A set of 9 vulnerabilities, collectively known as ‘PixieFail,’ impression the IPv6 community protocol stack of Tianocore’s EDK II, the open-source reference implementation of the UEFI specification extensively utilized in enterprise computer systems and servers.

The failings are current within the PXE community boot course of, which is essential for provisioning working programs in knowledge facilities and high-performance computing environments, and a regular process for loading OS photographs from the community at boot.

The PixieFail flaws have been found by Quarkslab researchers and have already been disclosed to impacted distributors through a coordinated effort by CERT/CC and CERT-FR.

PixieFail particulars

The PixieFail vulnerabilities come up from the implementation of IPv6 within the Preboot Execution Surroundings (PXE), a part of the UEFI spec.

PXE permits community booting, and its IPv6 implementation introduces extra protocols, rising the assault floor.

PixieFail assaults encompass 9 flaws that may be exploited regionally on a community to trigger denial of service (DoS), data disclosure, distant code execution (RCE), DNS cache poisoning, and community session hijacking.

Under is a abstract of the 9 PixieFail flaws:

• CVE-2023-45229: Improper dealing with of IA_NA/IA_TA choices in DHCPv6 Promote messages, resulting in an integer underflow and potential reminiscence corruption.
• CVE-2023-45230: Problematic dealing with of lengthy Server ID choices in DHCPv6, permitting for buffer overflow and doubtlessly resulting in distant code execution or system crashes.
• CVE-2023-45231: Problematic dealing with of truncated choices in Neighbor Discovery (ND) Redirect messages, resulting in out-of-bounds learn.
• CVE-2023-45232: Flaw within the IPv6 Vacation spot Choices header parsing, the place unknown choices can set off an infinite loop, inflicting a denial of service.
• CVE-2023-45233: Infinite loop challenge in parsing the PadN possibility within the IPv6 Vacation spot Choices header.
• CVE-2023-45234: Buffer overflow downside when dealing with the DNS Servers possibility in a DHCPv6 Promote message.
• CVE-2023-45235: Vulnerability in dealing with the Server ID possibility from a DHCPv6 proxy Promote message, resulting in a buffer overflow.
• CVE-2023-45236: The TCP stack in EDK II generates predictable Preliminary Sequence Numbers, making it prone to TCP session hijacking assaults.
• CVE-2023-45237: Use of a weak pseudo-random quantity generator within the community stack, doubtlessly facilitating numerous community assaults.
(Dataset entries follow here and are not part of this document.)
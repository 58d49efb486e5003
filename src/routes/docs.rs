use axum::Router;
use utoipa::OpenApi;
use utoipa_swagger_ui::SwaggerUi;

use crate::{services::documentation::ApiDoc, state::SharedState};

/// Mount point of the Swagger UI.
pub const SWAGGER_UI_PATH: &str = "/docs";
/// Route serving the raw OpenAPI document.
pub const OPENAPI_JSON_PATH: &str = "/api-doc/openapi.json";

/// Serve the Swagger UI backed by the generated OpenAPI document.
pub fn router(state: SharedState) -> Router<SharedState> {
    let ui: Router<SharedState> = SwaggerUi::new(SWAGGER_UI_PATH)
        .url(OPENAPI_JSON_PATH, ApiDoc::openapi())
        .into();

    ui.with_state(state)
}
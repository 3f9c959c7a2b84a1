//! `clinvault` server entry point.
//!
//! Hardens the process, opens storage, builds the vault, optionally
//! auto-unseals it, then serves the HTTP API with graceful shutdown. The
//! maintenance scheduler runs alongside and stops on the same signal.

use std::net::SocketAddr;
use std::sync::Arc;
use std::time::Duration;

use anyhow::Context;
use chrono::TimeDelta;
use tokio::net::TcpListener;
use tokio::sync::watch;
use tracing::{info, warn};

use clinvault_core::audit::AuditActor;
use clinvault_core::audit_file::FileAuditBackend;
use clinvault_core::credentials::{CredentialBackend, MemoryCredentialBackend};
use clinvault_core::maintenance::{
    DbCredentialJob, DekRotationJob, LeaseSweepJob, SecretRotationJob, TokenSweepJob,
};
use clinvault_core::scheduler::Scheduler;
use clinvault_core::unseal::{KmsClient, SoftwareKms, UnsealInput};
use clinvault_core::{Vault, VaultPlugins};
use clinvault_storage::{MemoryBackend, StorageBackend};

use clinvault_server::config::{ServerConfig, StorageBackendType};
use clinvault_server::hardening;
use clinvault_server::state::AppState;

/// Rotate the A/B database credential when the active one has less than this
/// left.
const DB_ROTATION_THRESHOLD_MINUTES: i64 = 30;

#[tokio::main]
async fn main() -> anyhow::Result<()> {
    let config = ServerConfig::from_env();

    // Before any key material exists and before logging is up.
    apply_hardening(&config);

    tracing_subscriber::fmt()
        .with_env_filter(
            tracing_subscriber::EnvFilter::try_from_default_env()
                .unwrap_or_else(|_| tracing_subscriber::EnvFilter::new(&config.log_level)),
        )
        .json()
        .init();

    info!(config = ?config, "clinvault starting");

    let vault = Arc::new(build_vault(&config).await?);
    auto_unseal(&vault, &config).await;

    let (shutdown_tx, shutdown_rx) = watch::channel(false);
    let scheduler_handle = tokio::spawn(build_scheduler(&vault, &config).run(shutdown_rx));

    let app = clinvault_server::build_router(Arc::new(AppState::new(Arc::clone(&vault))));

    let listener = TcpListener::bind(config.bind_addr)
        .await
        .with_context(|| format!("failed to bind to {}", config.bind_addr))?;

    info!(addr = %config.bind_addr, "clinvault listening");

    axum::serve(
        listener,
        app.into_make_service_with_connect_info::<SocketAddr>(),
    )
    .with_graceful_shutdown(shutdown_signal(shutdown_tx))
    .await
    .context("server error")?;

    info!("waiting for maintenance scheduler to stop");
    if tokio::time::timeout(Duration::from_secs(10), scheduler_handle)
        .await
        .is_err()
    {
        warn!("maintenance scheduler did not stop within 10s");
    }

    info!("clinvault stopped");
    Ok(())
}

async fn build_vault(config: &ServerConfig) -> anyhow::Result<Vault> {
    let storage: Arc<dyn StorageBackend> = match &config.storage_backend {
        StorageBackendType::Memory => {
            warn!("using in-memory storage, all data is lost on restart");
            Arc::new(MemoryBackend::new()) as Arc<dyn StorageBackend>
        }
        #[cfg(feature = "redb-backend")]
        StorageBackendType::Redb { path } => {
            if let Some(parent) = std::path::Path::new(path).parent() {
                std::fs::create_dir_all(parent)
                    .with_context(|| format!("failed to create {}", parent.display()))?;
            }
            let redb = clinvault_storage::RedbBackend::open(path)
                .with_context(|| format!("failed to open redb storage at {path}"))?;
            Arc::new(redb) as Arc<dyn StorageBackend>
        }
        #[cfg(not(feature = "redb-backend"))]
        StorageBackendType::Redb { .. } => {
            anyhow::bail!("redb storage requested but the redb-backend feature is disabled");
        }
    };

    let mut plugins = VaultPlugins::default();

    if let Some(hex_key) = &config.kms_key_hex {
        let kms = SoftwareKms::from_hex(hex_key).context("invalid CLINVAULT_KMS_KEY")?;
        plugins.kms = Some(Arc::new(kms) as Arc<dyn KmsClient>);
    }

    // The in-memory credential backend is a development stand-in for a real
    // database and only makes sense next to in-memory storage.
    if config.storage_backend == StorageBackendType::Memory {
        plugins
            .credential_backends
            .push(Arc::new(MemoryCredentialBackend::new("memory")) as Arc<dyn CredentialBackend>);
    }

    #[cfg(feature = "postgres")]
    plugins.credential_backends.push(Arc::new(
        clinvault_core::postgres_credentials::PostgresCredentialBackend::new("postgres"),
    ) as Arc<dyn CredentialBackend>);

    let vault = Vault::new(storage, config.vault_options(), plugins);

    if let Some(path) = &config.audit_file_path {
        vault
            .audit_log()
            .add_backend(Arc::new(FileAuditBackend::new(path)))
            .await;
        info!(path = %path, "file audit backend enabled");
    }

    Ok(vault)
}

/// Unseal with `CLINVAULT_UNSEAL_PASSWORD` if the vault is initialized. A
/// failure leaves the vault sealed for a manual unseal.
async fn auto_unseal(vault: &Vault, config: &ServerConfig) {
    let Some(password) = config.unseal_password.as_deref() else {
        return;
    };

    match vault.status().await {
        Ok(status) if status.initialized && status.sealed => {}
        Ok(_) => return,
        Err(e) => {
            warn!(error = %e, "could not read seal status, skipping auto-unseal");
            return;
        }
    }

    let input = UnsealInput {
        password: Some(password),
        ..UnsealInput::default()
    };
    match vault.unseal(None, input, &AuditActor::system()).await {
        Ok(outcome) if outcome.success => {
            info!(provider_id = ?outcome.provider_id, "auto-unseal succeeded");
        }
        Ok(outcome) => {
            warn!(attempts = outcome.attempts_total, "auto-unseal failed, vault stays sealed");
        }
        Err(e) => warn!(error = %e, "auto-unseal failed, vault stays sealed"),
    }
}

fn build_scheduler(vault: &Arc<Vault>, config: &ServerConfig) -> Scheduler {
    let mut scheduler = Scheduler::new(config.scheduler_tick)
        .with_job(Arc::new(LeaseSweepJob::new(
            Arc::clone(vault),
            config.lease_sweep_interval,
        )))
        .with_job(Arc::new(TokenSweepJob::new(
            Arc::clone(vault),
            config.lease_sweep_interval,
        )))
        .with_job(Arc::new(SecretRotationJob::new(
            Arc::clone(vault),
            config.rotation_interval,
        )))
        .with_job(Arc::new(DbCredentialJob::new(
            Arc::clone(vault),
            config.rotation_interval,
            TimeDelta::minutes(DB_ROTATION_THRESHOLD_MINUTES),
        )));

    if let Some(days) = config.dek_rotation_days {
        scheduler = scheduler.with_job(Arc::new(DekRotationJob::new(
            Arc::clone(vault),
            config.rotation_interval,
            TimeDelta::days(i64::from(days)),
        )));
    }

    info!(jobs = ?scheduler.job_names(), "maintenance scheduler configured");
    scheduler
}

/// Wait for SIGINT or SIGTERM, then broadcast shutdown.
async fn shutdown_signal(shutdown_tx: watch::Sender<bool>) {
    let ctrl_c = async {
        tokio::signal::ctrl_c().await.ok();
    };

    #[cfg(unix)]
    let terminate = async {
        if let Ok(mut sig) =
            tokio::signal::unix::signal(tokio::signal::unix::SignalKind::terminate())
        {
            sig.recv().await;
        }
    };

    #[cfg(not(unix))]
    let terminate = std::future::pending::<()>();

    tokio::select! {
        () = ctrl_c => {},
        () = terminate => {},
    }

    info!("shutdown signal received, stopping server");
    let _ = shutdown_tx.send(true);
}

/// Runs before logging is initialized, hence `eprintln`.
#[allow(clippy::print_stderr)]
fn apply_hardening(config: &ServerConfig) {
    if let Err(e) = hardening::disable_core_dumps() {
        eprintln!("WARNING: failed to disable core dumps: {e}");
    }

    if config.disable_mlock {
        eprintln!("WARNING: mlock disabled via CLINVAULT_DISABLE_MLOCK, secrets may be swapped to disk");
    } else if let Err(e) = hardening::lock_memory() {
        eprintln!("WARNING: {e}");
    }
}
Of the above, essentially the most extreme are CVE-2023-45230 and CVE-2023-45235, which permit attackers to carry out distant code execution, presumably main to finish system compromise.

Quarkslab has launched proof-of-concept (PoC) exploits that enable admins to detect susceptible units on their community.

Widespread impression

The PixieFail vulnerabilities impression Tianocore’s EDK II UEFI implementation and different distributors utilizing its NetworkPkg module, together with main tech firms and BIOS suppliers.

Based on Quarkslab, this contains Arm Ltd., Insyde Software program, American Megatrends Inc. (AMI), Phoenix Applied sciences Inc., and Microsoft Company. CERT/CC’s safety advisory additionally states that Intel is impacted.

Though the EDK2 bundle is included in ChromeOS’s supply code tree, Google has specified that it isn’t utilized in manufacturing Chromebooks and is not impacted by the PixieFail flaws.

The preliminary disclosure to CERT/CC occurred on August 3, 2023, and the disclosure deadline was set to November 2, 2023, proper on the 90-day mark.

Attributable to complexities in fixing the problems confronted by a number of distributors, CERT/CC moved the disclosure date quite a few occasions, initially December 1, 2023, after which later to January 16, 2024.

Nonetheless, some requested for a bigger postponement, with Microsoft requesting the goal date to be moved to Might 2024.

At the moment, most vendor patches are in a testing/non-validated state, and Tianocore has supplied fixes for the primary seven vulnerabilities.